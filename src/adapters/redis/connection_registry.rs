//! Redis-backed connection registry and server messenger.
//!
//! ## Key layout
//!
//! - `{prefix}user:{user_id}` - sorted set of server ids scored by expiry (unix secs)
//! - `{prefix}server:{server_id}` - set of user ids, used by `cleanup_server`
//! - `{prefix}notify:{server_id}` - pub/sub channel each server listens on
//!
//! Expired members are filtered on read and trimmed lazily, so a crashed
//! server's users disappear once their entries age out.

use async_trait::async_trait;
use redis::aio::MultiplexedConnection;
use redis::AsyncCommands;
use serde::{Deserialize, Serialize};
use std::time::Duration;

use crate::domain::foundation::{Timestamp, UserId};
use crate::ports::{
    ConnectionRegistry, ConnectionRegistryError, Notification, ServerId, ServerMessenger,
};

fn redis_error(e: redis::RedisError) -> ConnectionRegistryError {
    ConnectionRegistryError::Redis(e.to_string())
}

fn unix_now() -> i64 {
    Timestamp::now().as_datetime().timestamp()
}

/// Connection registry shared by every server instance.
#[derive(Clone)]
pub struct RedisConnectionRegistry {
    conn: MultiplexedConnection,
    key_prefix: String,
    ttl: Duration,
}

impl RedisConnectionRegistry {
    pub fn new(conn: MultiplexedConnection, key_prefix: impl Into<String>, ttl: Duration) -> Self {
        Self {
            conn,
            key_prefix: key_prefix.into(),
            ttl,
        }
    }

    fn user_key(&self, user_id: &UserId) -> String {
        format!("{}user:{}", self.key_prefix, user_id)
    }

    fn server_key(&self, server_id: &ServerId) -> String {
        format!("{}server:{}", self.key_prefix, server_id)
    }

    fn ttl_secs(&self) -> i64 {
        self.ttl.as_secs().max(1) as i64
    }
}

#[async_trait]
impl ConnectionRegistry for RedisConnectionRegistry {
    async fn register(
        &self,
        user_id: &UserId,
        server_id: &ServerId,
    ) -> Result<(), ConnectionRegistryError> {
        let user_key = self.user_key(user_id);
        let server_key = self.server_key(server_id);
        let expires_at = unix_now() + self.ttl_secs();

        let mut conn = self.conn.clone();
        redis::pipe()
            .atomic()
            .zadd(&user_key, server_id.as_str(), expires_at)
            .ignore()
            .expire(&user_key, self.ttl_secs())
            .ignore()
            .sadd(&server_key, user_id.as_str())
            .ignore()
            .query_async::<_, ()>(&mut conn)
            .await
            .map_err(redis_error)
    }

    async fn unregister(
        &self,
        user_id: &UserId,
        server_id: &ServerId,
    ) -> Result<(), ConnectionRegistryError> {
        let mut conn = self.conn.clone();
        redis::pipe()
            .atomic()
            .zrem(self.user_key(user_id), server_id.as_str())
            .ignore()
            .srem(self.server_key(server_id), user_id.as_str())
            .ignore()
            .query_async::<_, ()>(&mut conn)
            .await
            .map_err(redis_error)
    }

    async fn find_servers(
        &self,
        user_id: &UserId,
    ) -> Result<Vec<ServerId>, ConnectionRegistryError> {
        let user_key = self.user_key(user_id);
        let now = unix_now();

        let mut conn = self.conn.clone();
        let _: i64 = conn
            .zrembyscore(&user_key, "-inf", now)
            .await
            .map_err(redis_error)?;
        let servers: Vec<String> = conn
            .zrangebyscore(&user_key, format!("({}", now), "+inf")
            .await
            .map_err(redis_error)?;

        Ok(servers.into_iter().map(ServerId::new).collect())
    }

    async fn heartbeat(
        &self,
        user_id: &UserId,
        server_id: &ServerId,
    ) -> Result<(), ConnectionRegistryError> {
        let user_key = self.user_key(user_id);
        let expires_at = unix_now() + self.ttl_secs();

        let mut conn = self.conn.clone();
        redis::pipe()
            .atomic()
            .cmd("ZADD")
            .arg(&user_key)
            .arg("XX")
            .arg(expires_at)
            .arg(server_id.as_str())
            .ignore()
            .expire(&user_key, self.ttl_secs())
            .ignore()
            .query_async::<_, ()>(&mut conn)
            .await
            .map_err(redis_error)
    }

    async fn cleanup_server(&self, server_id: &ServerId) -> Result<u64, ConnectionRegistryError> {
        let server_key = self.server_key(server_id);
        let mut conn = self.conn.clone();

        let users: Vec<String> = conn.smembers(&server_key).await.map_err(redis_error)?;
        let mut pipe = redis::pipe();
        pipe.atomic();
        for user in &users {
            pipe.zrem(format!("{}user:{}", self.key_prefix, user), server_id.as_str())
                .ignore();
        }
        pipe.del(&server_key).ignore();
        pipe.query_async::<_, ()>(&mut conn)
            .await
            .map_err(redis_error)?;

        Ok(users.len() as u64)
    }
}

/// Wire format on a server's notify channel.
#[derive(Debug, Clone, PartialEq, Eq, Serialize, Deserialize)]
#[serde(rename_all = "camelCase")]
pub struct ServerMessage {
    pub user_id: UserId,
    pub notification: Notification,
}

/// Routes notifications to servers over Redis pub/sub.
#[derive(Clone)]
pub struct RedisServerMessenger {
    conn: MultiplexedConnection,
    key_prefix: String,
}

impl RedisServerMessenger {
    pub fn new(conn: MultiplexedConnection, key_prefix: impl Into<String>) -> Self {
        Self {
            conn,
            key_prefix: key_prefix.into(),
        }
    }

    /// Channel a server subscribes to.
    pub fn channel_for(&self, server_id: &ServerId) -> String {
        format!("{}notify:{}", self.key_prefix, server_id)
    }
}

#[async_trait]
impl ServerMessenger for RedisServerMessenger {
    async fn send_to_server(
        &self,
        server_id: &ServerId,
        user_id: &UserId,
        notification: &Notification,
    ) -> Result<(), ConnectionRegistryError> {
        let message = ServerMessage {
            user_id: user_id.clone(),
            notification: notification.clone(),
        };
        let body = serde_json::to_string(&message)
            .map_err(|e| ConnectionRegistryError::Serialization(e.to_string()))?;

        let mut conn = self.conn.clone();
        let receivers: i64 = conn
            .publish(self.channel_for(server_id), body)
            .await
            .map_err(redis_error)?;

        if receivers == 0 {
            return Err(ConnectionRegistryError::Unreachable(server_id.clone()));
        }
        Ok(())
    }
}

#[cfg(test)]
mod tests {
    use super::*;
    use crate::domain::foundation::JourneyId;
    use crate::ports::NotificationKind;

    #[test]
    fn server_message_is_camel_case() {
        let message = ServerMessage {
            user_id: UserId::new("u-1").unwrap(),
            notification: Notification {
                kind: NotificationKind::JourneyUpdated,
                journey_id: JourneyId::new(),
                subject: "Journey updated".to_string(),
                body: "A journey you follow changed".to_string(),
            },
        };

        let json = serde_json::to_value(&message).unwrap();
        assert_eq!(json["userId"], "u-1");
        assert_eq!(json["notification"]["kind"], "journey_updated");
        assert!(json["notification"]["journeyId"].is_string());
    }

    // Registry behaviour against a live server:
    //
    // #[tokio::test]
    // #[ignore] // Run with: REDIS_URL=redis://127.0.0.1/ cargo test -- --ignored
    // async fn register_find_cleanup() {
    //     let client = redis::Client::open(std::env::var("REDIS_URL").unwrap()).unwrap();
    //     let conn = client.get_multiplexed_tokio_connection().await.unwrap();
    //     let registry = RedisConnectionRegistry::new(conn, "test:", Duration::from_secs(30));
    //     // register two servers for one user, find both, cleanup one
    // }
}
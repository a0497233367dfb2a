//! Redis adapters.
//!
//! - `RedisStreamBus` - Event bus over Redis Streams with consumer groups
//! - `RedisConnectionRegistry` - Which server holds each user's realtime connection
//! - `RedisServerMessenger` - Pub/sub delivery to a specific server

mod connection_registry;
mod stream_bus;

pub use connection_registry::{RedisConnectionRegistry, RedisServerMessenger, ServerMessage};
pub use stream_bus::{RedisStreamBus, RedisStreamConfig};
//! Integration events - the wire contract between services.
//!
//! Each domain event kind maps to exactly one integration kind. Payloads use
//! camelCase JSON and travel inside an [`EventEnvelope`] whose `event_id` is
//! the id of the source domain event, so redeliveries keep the same id.

mod messages;

pub use messages::{
    DailyGoalAchievedV1, JourneyCreatedV1, JourneyDeletedV1, JourneyUpdatedV1,
    UserStatusChangedV1,
};

use serde::de::DeserializeOwned;

use crate::domain::foundation::{DecodeError, EventEnvelope, EventId, Timestamp};

/// Wire type tags.
pub mod event_types {
    pub const JOURNEY_CREATED: &str = "journey.created.v1";
    pub const JOURNEY_UPDATED: &str = "journey.updated.v1";
    pub const JOURNEY_DELETED: &str = "journey.deleted.v1";
    pub const DAILY_GOAL_ACHIEVED: &str = "reward.daily_goal_achieved.v1";
    pub const USER_STATUS_CHANGED: &str = "user.status_changed.v1";

    /// Every tag a consumer may receive.
    pub const ALL: [&str; 5] = [
        JOURNEY_CREATED,
        JOURNEY_UPDATED,
        JOURNEY_DELETED,
        DAILY_GOAL_ACHIEVED,
        USER_STATUS_CHANGED,
    ];
}

/// The closed set of events published to the broker.
#[derive(Debug, Clone, PartialEq)]
pub enum IntegrationEvent {
    JourneyCreated(JourneyCreatedV1),
    JourneyUpdated(JourneyUpdatedV1),
    JourneyDeleted(JourneyDeletedV1),
    DailyGoalAchieved(DailyGoalAchievedV1),
    UserStatusChanged(UserStatusChangedV1),
}

impl IntegrationEvent {
    /// Wire type tag.
    pub fn event_type(&self) -> &'static str {
        match self {
            Self::JourneyCreated(_) => event_types::JOURNEY_CREATED,
            Self::JourneyUpdated(_) => event_types::JOURNEY_UPDATED,
            Self::JourneyDeleted(_) => event_types::JOURNEY_DELETED,
            Self::DailyGoalAchieved(_) => event_types::DAILY_GOAL_ACHIEVED,
            Self::UserStatusChanged(_) => event_types::USER_STATUS_CHANGED,
        }
    }

    /// Identity of the entity the event is about.
    pub fn aggregate_id(&self) -> String {
        match self {
            Self::JourneyCreated(e) => e.journey_id.to_string(),
            Self::JourneyUpdated(e) => e.journey_id.to_string(),
            Self::JourneyDeleted(e) => e.journey_id.to_string(),
            Self::DailyGoalAchieved(e) => e.user_id.to_string(),
            Self::UserStatusChanged(e) => e.user_id.to_string(),
        }
    }

    pub fn aggregate_type(&self) -> &'static str {
        match self {
            Self::JourneyCreated(_) | Self::JourneyUpdated(_) | Self::JourneyDeleted(_) => {
                "Journey"
            }
            Self::DailyGoalAchieved(_) => "DailyRewardProgress",
            Self::UserStatusChanged(_) => "UserAccount",
        }
    }

    pub fn occurred_on_utc(&self) -> Timestamp {
        match self {
            Self::JourneyCreated(e) => e.occurred_on_utc,
            Self::JourneyUpdated(e) => e.occurred_on_utc,
            Self::JourneyDeleted(e) => e.occurred_on_utc,
            Self::DailyGoalAchieved(e) => e.occurred_on_utc,
            Self::UserStatusChanged(e) => e.occurred_on_utc,
        }
    }

    /// Wraps the event for publishing.
    pub fn to_envelope(&self, event_id: EventId) -> Result<EventEnvelope, serde_json::Error> {
        let payload = match self {
            Self::JourneyCreated(e) => serde_json::to_value(e)?,
            Self::JourneyUpdated(e) => serde_json::to_value(e)?,
            Self::JourneyDeleted(e) => serde_json::to_value(e)?,
            Self::DailyGoalAchieved(e) => serde_json::to_value(e)?,
            Self::UserStatusChanged(e) => serde_json::to_value(e)?,
        };
        Ok(EventEnvelope::new(
            event_id,
            self.event_type(),
            self.aggregate_id(),
            self.aggregate_type(),
            self.occurred_on_utc(),
            payload,
        ))
    }

    /// Reads an event back out of a received envelope.
    ///
    /// # Errors
    ///
    /// - `UnknownEventType` for tags outside [`event_types::ALL`]
    /// - `Malformed` if the payload does not match the tag's shape
    pub fn decode(envelope: &EventEnvelope) -> Result<Self, DecodeError> {
        match envelope.event_type.as_str() {
            event_types::JOURNEY_CREATED => parse(envelope).map(Self::JourneyCreated),
            event_types::JOURNEY_UPDATED => parse(envelope).map(Self::JourneyUpdated),
            event_types::JOURNEY_DELETED => parse(envelope).map(Self::JourneyDeleted),
            event_types::DAILY_GOAL_ACHIEVED => parse(envelope).map(Self::DailyGoalAchieved),
            event_types::USER_STATUS_CHANGED => parse(envelope).map(Self::UserStatusChanged),
            other => Err(DecodeError::UnknownEventType(other.to_string())),
        }
    }
}

fn parse<T: DeserializeOwned>(envelope: &EventEnvelope) -> Result<T, DecodeError> {
    T::deserialize(&envelope.payload)
        .map_err(|e| DecodeError::malformed(envelope.event_type.clone(), e))
}
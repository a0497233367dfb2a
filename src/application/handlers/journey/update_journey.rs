//! UpdateJourneyHandler - Replaces a journey's details.

use std::sync::Arc;

use crate::domain::foundation::{DomainError, JourneyId, Timestamp, UserId};
use crate::domain::journey::{Journey, JourneyDetails};
use crate::domain::outbox::OutboxEvent;
use crate::ports::JourneyRepository;

use super::load_journey;

#[derive(Debug, Clone)]
pub struct UpdateJourneyCommand {
    pub journey_id: JourneyId,
    pub acting_user: UserId,
    pub details: JourneyDetails,
}

#[derive(Debug, Clone)]
pub struct UpdateJourneyResult {
    pub journey: Journey,
    /// False when the details were identical and nothing was written.
    pub changed: bool,
}

pub struct UpdateJourneyHandler {
    repository: Arc<dyn JourneyRepository>,
}

impl UpdateJourneyHandler {
    pub fn new(repository: Arc<dyn JourneyRepository>) -> Self {
        Self { repository }
    }

    pub async fn handle(&self, cmd: UpdateJourneyCommand) -> Result<UpdateJourneyResult, DomainError> {
        let current = load_journey(self.repository.as_ref(), &cmd.journey_id).await?;
        let (journey, events) = current.update(&cmd.acting_user, cmd.details, Timestamp::now())?;

        if events.is_empty() {
            return Ok(UpdateJourneyResult {
                journey,
                changed: false,
            });
        }

        let events: Vec<OutboxEvent> = events.into_iter().map(OutboxEvent::from).collect();
        self.repository.save(&journey, &events).await?;

        tracing::debug!(journey_id = %journey.id(), "Journey updated");
        Ok(UpdateJourneyResult {
            journey,
            changed: true,
        })
    }
}
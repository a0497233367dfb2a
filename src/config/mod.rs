//! Application configuration module
//!
//! Configuration is loaded from environment variables using the `config` and
//! `dotenvy` crates. Variables carry the `JOURNEY_SYNC` prefix and nested
//! values are separated by a double underscore.
//!
//! # Example
//!
//! ```no_run
//! use journey_sync::config::AppConfig;
//!
//! let config = AppConfig::load().expect("Failed to load configuration");
//! config.validate().expect("Invalid configuration");
//!
//! println!("Relaying {} rows per poll", config.relay.batch_size);
//! ```

mod database;
mod error;
mod redis;
mod relay;
mod reward;
mod telemetry;

pub use database::DatabaseConfig;
pub use error::{ConfigError, ValidationError};
pub use redis::RedisConfig;
pub use relay::RelayConfig;
pub use reward::RewardConfig;
pub use telemetry::TelemetryConfig;

use serde::Deserialize;

/// Root application configuration
///
/// Load using [`AppConfig::load()`] which reads from environment variables.
#[derive(Debug, Clone, Deserialize)]
pub struct AppConfig {
    /// PostgreSQL connection and pool
    pub database: DatabaseConfig,

    /// Redis Streams broker and connection registry
    pub redis: RedisConfig,

    /// Outbox relay loop
    #[serde(default)]
    pub relay: RelayConfig,

    /// Daily goal threshold
    #[serde(default)]
    pub reward: RewardConfig,

    /// Logging
    #[serde(default)]
    pub telemetry: TelemetryConfig,
}

impl AppConfig {
    /// Load configuration from environment variables
    ///
    /// Loads `.env` if present, then reads `JOURNEY_SYNC__SECTION__KEY`
    /// variables, e.g. `JOURNEY_SYNC__RELAY__BATCH_SIZE=50`.
    ///
    /// # Errors
    ///
    /// Returns `ConfigError` if required variables are missing or a value
    /// cannot be parsed.
    pub fn load() -> Result<Self, ConfigError> {
        dotenvy::dotenv().ok();

        let config = config::Config::builder()
            .add_source(
                config::Environment::default()
                    .prefix("JOURNEY_SYNC")
                    .separator("__")
                    .try_parsing(true),
            )
            .build()?
            .try_deserialize()?;

        Ok(config)
    }

    /// Validate all configuration values
    ///
    /// # Errors
    ///
    /// Returns the first `ValidationError` found.
    pub fn validate(&self) -> Result<(), ValidationError> {
        self.database.validate()?;
        self.redis.validate()?;
        self.relay.validate()?;
        self.reward.validate()?;
        self.telemetry.validate()?;
        Ok(())
    }

    /// Load and validate in one step.
    pub fn load_validated() -> Result<Self, ConfigError> {
        let config = Self::load()?;
        config.validate()?;
        Ok(config)
    }
}
//! EventPublisher port - Hands envelopes to the broker.
//!
//! Returning `Ok` means the broker accepted the message. The relay only marks
//! an outbox row processed after that.

use async_trait::async_trait;

use crate::domain::foundation::{DomainError, EventEnvelope};

#[async_trait]
pub trait EventPublisher: Send + Sync {
    /// Publish one envelope.
    async fn publish(&self, event: EventEnvelope) -> Result<(), DomainError>;

    /// Publish several envelopes in order, stopping at the first failure.
    async fn publish_all(&self, events: Vec<EventEnvelope>) -> Result<(), DomainError> {
        for event in events {
            self.publish(event).await?;
        }
        Ok(())
    }
}
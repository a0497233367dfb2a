//! PostgreSQL implementation of RelationshipRepository.

use async_trait::async_trait;
use chrono::{DateTime, Utc};
use sqlx::{PgPool, Row};

use crate::domain::foundation::{DomainError, JourneyId, Timestamp, UserId};
use crate::domain::journey::{Favorite, Share};
use crate::ports::RelationshipRepository;

use super::db_error;

#[derive(Clone)]
pub struct PostgresRelationshipRepository {
    pool: PgPool,
}

impl PostgresRelationshipRepository {
    pub fn new(pool: PgPool) -> Self {
        Self { pool }
    }

    async fn user_ids(&self, sql: &str, journey_id: &JourneyId) -> Result<Vec<UserId>, DomainError> {
        let ids: Vec<String> = sqlx::query_scalar(sql)
            .bind(journey_id.as_uuid())
            .fetch_all(&self.pool)
            .await
            .map_err(db_error("list journey followers"))?;

        ids.into_iter()
            .map(|id| UserId::new(id).map_err(DomainError::from))
            .collect()
    }
}

#[async_trait]
impl RelationshipRepository for PostgresRelationshipRepository {
    async fn add_favorite(&self, favorite: &Favorite) -> Result<(), DomainError> {
        sqlx::query(
            r#"
            INSERT INTO journey_favorites (journey_id, user_id, created_at)
            VALUES ($1, $2, $3)
            ON CONFLICT (journey_id, user_id) DO NOTHING
            "#,
        )
        .bind(favorite.journey_id.as_uuid())
        .bind(favorite.user_id.as_str())
        .bind(favorite.created_at.as_datetime())
        .execute(&self.pool)
        .await
        .map_err(db_error("add favorite"))?;
        Ok(())
    }

    async fn remove_favorite(
        &self,
        journey_id: &JourneyId,
        user_id: &UserId,
    ) -> Result<bool, DomainError> {
        let result =
            sqlx::query("DELETE FROM journey_favorites WHERE journey_id = $1 AND user_id = $2")
                .bind(journey_id.as_uuid())
                .bind(user_id.as_str())
                .execute(&self.pool)
                .await
                .map_err(db_error("remove favorite"))?;
        Ok(result.rows_affected() > 0)
    }

    async fn find_favorite(
        &self,
        journey_id: &JourneyId,
        user_id: &UserId,
    ) -> Result<Option<Favorite>, DomainError> {
        let created_at: Option<DateTime<Utc>> = sqlx::query_scalar(
            "SELECT created_at FROM journey_favorites WHERE journey_id = $1 AND user_id = $2",
        )
        .bind(journey_id.as_uuid())
        .bind(user_id.as_str())
        .fetch_optional(&self.pool)
        .await
        .map_err(db_error("fetch favorite"))?;

        Ok(created_at.map(|at| Favorite {
            journey_id: *journey_id,
            user_id: user_id.clone(),
            created_at: Timestamp::from_datetime(at),
        }))
    }

    async fn favoriting_users(&self, journey_id: &JourneyId) -> Result<Vec<UserId>, DomainError> {
        self.user_ids(
            "SELECT user_id FROM journey_favorites WHERE journey_id = $1 ORDER BY user_id",
            journey_id,
        )
        .await
    }

    async fn add_share(&self, share: &Share) -> Result<(), DomainError> {
        sqlx::query(
            r#"
            INSERT INTO journey_shares (journey_id, shared_with_user_id, shared_by_user_id, created_at)
            VALUES ($1, $2, $3, $4)
            ON CONFLICT (journey_id, shared_with_user_id) DO NOTHING
            "#,
        )
        .bind(share.journey_id.as_uuid())
        .bind(share.shared_with_user_id.as_str())
        .bind(share.shared_by_user_id.as_str())
        .bind(share.created_at.as_datetime())
        .execute(&self.pool)
        .await
        .map_err(db_error("add share"))?;
        Ok(())
    }

    async fn remove_share(
        &self,
        journey_id: &JourneyId,
        shared_with: &UserId,
    ) -> Result<bool, DomainError> {
        let result = sqlx::query(
            "DELETE FROM journey_shares WHERE journey_id = $1 AND shared_with_user_id = $2",
        )
        .bind(journey_id.as_uuid())
        .bind(shared_with.as_str())
        .execute(&self.pool)
        .await
        .map_err(db_error("remove share"))?;
        Ok(result.rows_affected() > 0)
    }

    async fn find_share(
        &self,
        journey_id: &JourneyId,
        shared_with: &UserId,
    ) -> Result<Option<Share>, DomainError> {
        let row = sqlx::query(
            r#"
            SELECT shared_by_user_id, created_at
            FROM journey_shares
            WHERE journey_id = $1 AND shared_with_user_id = $2
            "#,
        )
        .bind(journey_id.as_uuid())
        .bind(shared_with.as_str())
        .fetch_optional(&self.pool)
        .await
        .map_err(db_error("fetch share"))?;

        let Some(row) = row else {
            return Ok(None);
        };

        let map_err = |e: sqlx::Error| DomainError::database("read share row", e);
        let shared_by: String = row.try_get("shared_by_user_id").map_err(map_err)?;
        let created_at: DateTime<Utc> = row.try_get("created_at").map_err(map_err)?;

        Ok(Some(Share {
            journey_id: *journey_id,
            shared_with_user_id: shared_with.clone(),
            shared_by_user_id: UserId::new(shared_by)?,
            created_at: Timestamp::from_datetime(created_at),
        }))
    }

    async fn shared_with_users(
        &self,
        journey_id: &JourneyId,
    ) -> Result<Vec<UserId>, DomainError> {
        self.user_ids(
            "SELECT shared_with_user_id FROM journey_shares WHERE journey_id = $1 ORDER BY shared_with_user_id",
            journey_id,
        )
        .await
    }
}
——————————
* _TASK REQUIREMENTS_:
Every line of the listing that holds "PostgreSQL" counts once. Say how many such lines there are, using only a number.

* _TASK SOLUTION_:
2